Me and wife have been together for 12 years. We have had issues in the past. Recently my wife has become close with a woman who cheated on her husband, got pregnant by the guy, and is going through divorce. Initially we met her through the school and my wife and her gradually became closer. I have recently been working out of town the last two months and I think she has been leaning on her a lot.

my wife planned to go to Georgia this weekend to see her younger brother graduate. This was planned months ago. Before I knew it this chick planned to tag along. Two days together with this woman and my wife is a different person. They go out to the bar 3nights in a row and stay out till 3 in the morning. The first night I asked what they had planned and got the oh nothing. Wife would not answer my phone calls or respond to text. Next night same thing. Would not tell me what they had planned or where they were going. I asked why she was ignoring me she said she didn’t have phone signal. Next day they go to the graduation for an hour then straight to the bar/Resteraunt. I can see her location on find my I phone. I look up the Resteraunt and it’s closed. I call and no answer. So I call again. She text back and says she is just leaving graduation and can’t hear the phone ring. I call again cause I know she’snot at graduation. She answers and ask whyam I doing this, I’m accusing her of doing stuff and she basically went off on me. This after her being at the bar till four in the morning and not talking to me for two days. So told me nothing about where they were going or doing and acted likeit was none of my business. Said she would call me later, stayed at the bar till 3am again and never called. I can see her location and know that they were at the bars then back to the house.

my theory is this chick is pumping my wife’s head full of ****. She was to to fly in for the graduation and right back.
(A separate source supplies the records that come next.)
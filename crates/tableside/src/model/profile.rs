//! Per-user profile: role and tenant membership.

use crate::model::TenantId;
use serde::{Deserialize, Serialize};
use std::fmt::Display;

/// Identity-provider user id. Profiles are stored under the same id.
#[derive(Debug, Clone, PartialEq, Eq, PartialOrd, Ord, Hash, Serialize, Deserialize)]
#[serde(transparent)]
pub struct UserId(pub String);

impl From<u32> for UserId {
    fn from(id: u32) -> Self {
        Self(format!("user_{id}"))
    }
}

impl From<&str> for UserId {
    fn from(uid: &str) -> Self {
        Self(uid.to_string())
    }
}

impl Display for UserId {
    fn fmt(&self, f: &mut std::fmt::Formatter<'_>) -> std::fmt::Result {
        f.write_str(&self.0)
    }
}

#[derive(Debug, Clone, Copy, PartialEq, Eq, Hash, Serialize, Deserialize)]
#[serde(rename_all = "snake_case")]
pub enum Role {
    Manager,
    Barista,
    Service,
    Cashier,
    Customer,
    PlatformAdmin,
}

impl Role {
    /// Roles that belong to exactly one tenant's staff.
    pub fn is_staff(self) -> bool {
        matches!(self, Role::Manager | Role::Barista | Role::Service | Role::Cashier)
    }

    pub fn can_advance_orders(self) -> bool {
        matches!(self, Role::Manager | Role::Barista | Role::Service)
    }

    pub fn can_settle_bills(self) -> bool {
        matches!(self, Role::Manager | Role::Cashier | Role::Service)
    }

    /// Menus, tables and QR codes.
    pub fn can_configure(self) -> bool {
        self == Role::Manager
    }

    pub fn can_manage_tenants(self) -> bool {
        self == Role::PlatformAdmin
    }

    pub fn as_str(self) -> &'static str {
        match self {
            Role::Manager => "manager",
            Role::Barista => "barista",
            Role::Service => "service",
            Role::Cashier => "cashier",
            Role::Customer => "customer",
            Role::PlatformAdmin => "platform_admin",
        }
    }
}

impl Display for Role {
    fn fmt(&self, f: &mut std::fmt::Formatter<'_>) -> std::fmt::Result {
        f.write_str(self.as_str())
    }
}

#[derive(Debug, Clone, PartialEq, Serialize, Deserialize)]
pub struct UserProfile {
    pub id: UserId,
    pub display_name: String,
    pub role: Role,
    /// Absent for customers and platform admins.
    #[serde(default)]
    pub tenant_id: Option<TenantId>,
}

#[derive(Debug, Clone)]
pub struct ProfileCreate {
    pub display_name: String,
    pub role: Role,
    pub tenant_id: Option<TenantId>,
}

#[derive(Debug, Clone, Default)]
pub struct ProfileUpdate {
    pub display_name: Option<String>,
    pub role: Option<Role>,
    pub tenant_id: Option<Option<TenantId>>,
}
Then it turned into her and this chick getting away for four days and partying all night and it seems my wife has totally turned against me.

i have been working out of town. I come home every two weeks. I know the chicks boyfriend lives out of town and comes home every weekend. I was driving home 8hrs to see my wife and then I felt like someone punched me in the gut. I had a vision that the boyfriend brought someone with him this time and my wife was hanging out with them. I’ve met the guy one time but know there story. I know this chick is bad news for my marriage cuz for one she is a cheater. 

Sure enough my wife mentions that his brother was there and tells me about a joke they made. 
Honestly I thought every was going perfect, wife and kids are supposed to move to where my job is this weekend. 
Sadly I’ve seen this person my wife was this weekend before.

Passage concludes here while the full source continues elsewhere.